[Stored data]
----------------------------------------
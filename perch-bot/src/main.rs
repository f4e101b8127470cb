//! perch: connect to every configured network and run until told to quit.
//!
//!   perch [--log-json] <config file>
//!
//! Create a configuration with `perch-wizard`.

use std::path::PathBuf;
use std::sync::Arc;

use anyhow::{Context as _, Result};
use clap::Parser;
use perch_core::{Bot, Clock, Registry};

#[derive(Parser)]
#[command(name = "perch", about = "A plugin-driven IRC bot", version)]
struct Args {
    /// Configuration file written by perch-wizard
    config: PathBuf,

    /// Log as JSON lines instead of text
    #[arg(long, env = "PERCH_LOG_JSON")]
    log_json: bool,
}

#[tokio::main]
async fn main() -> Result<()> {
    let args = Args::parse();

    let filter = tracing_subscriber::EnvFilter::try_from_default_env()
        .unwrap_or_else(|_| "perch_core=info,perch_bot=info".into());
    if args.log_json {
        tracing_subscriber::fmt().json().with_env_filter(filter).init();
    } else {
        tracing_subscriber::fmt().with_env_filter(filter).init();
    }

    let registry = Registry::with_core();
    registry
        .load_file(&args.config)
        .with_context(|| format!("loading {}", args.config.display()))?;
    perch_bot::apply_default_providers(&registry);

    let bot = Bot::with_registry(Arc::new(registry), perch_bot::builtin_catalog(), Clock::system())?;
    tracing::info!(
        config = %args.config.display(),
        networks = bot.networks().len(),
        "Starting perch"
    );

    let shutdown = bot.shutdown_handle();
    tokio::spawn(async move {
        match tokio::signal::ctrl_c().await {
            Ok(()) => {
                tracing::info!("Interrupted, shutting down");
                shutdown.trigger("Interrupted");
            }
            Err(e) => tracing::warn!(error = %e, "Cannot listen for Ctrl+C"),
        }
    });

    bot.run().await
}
----------------------------------------
### Your task
Output the records above precisely.

### Answer to the problem
filename perch-bot/src/main.rs
repository f4e101b8127470cb
//! perch: connect to every configured network and run until told to quit.
//!
//!   perch [--log-json] <config file>
//!
//! Create a configuration with `perch-wizard`.

use std::path::PathBuf;
use std::sync::Arc;

use anyhow::{Context as _, Result};
use clap::Parser;
use perch_core::{Bot, Clock, Registry};

#[derive(Parser)]
#[command(name = "perch", about = "A plugin-driven IRC bot", version)]
struct Args {
    /// Configuration file written by perch-wizard
    config: PathBuf,

    /// Log as JSON lines instead of text
    #[arg(long, env = "PERCH_LOG_JSON")]
    log_json: bool,
}

#[tokio::main]
async fn main() -> Result<()> {
    let args = Args::parse();

    let filter = tracing_subscriber::EnvFilter::try_from_default_env()
        .unwrap_or_else(|_| "perch_core=info,perch_bot=info".into());
    if args.log_json {
        tracing_subscriber::fmt().json().with_env_filter(filter).init();
    } else {
        tracing_subscriber::fmt().with_env_filter(filter).init();
    }

    let registry = Registry::with_core();
    registry
        .load_file(&args.config)
        .with_context(|| format!("loading {}", args.config.display()))?;
    perch_bot::apply_default_providers(&registry);

    let bot = Bot::with_registry(Arc::new(registry), perch_bot::builtin_catalog(), Clock::system())?;
    tracing::info!(
        config = %args.config.display(),
        networks = bot.networks().len(),
        "Starting perch"
    );

    let shutdown = bot.shutdown_handle();
    tokio::spawn(async move {
        match tokio::signal::ctrl_c().await {
            Ok(()) => {
                tracing::info!("Interrupted, shutting down");
                shutdown.trigger("Interrupted");
            }
            Err(e) => tracing::warn!(error = %e, "Cannot listen for Ctrl+C"),
        }
    });

    bot.run().await
}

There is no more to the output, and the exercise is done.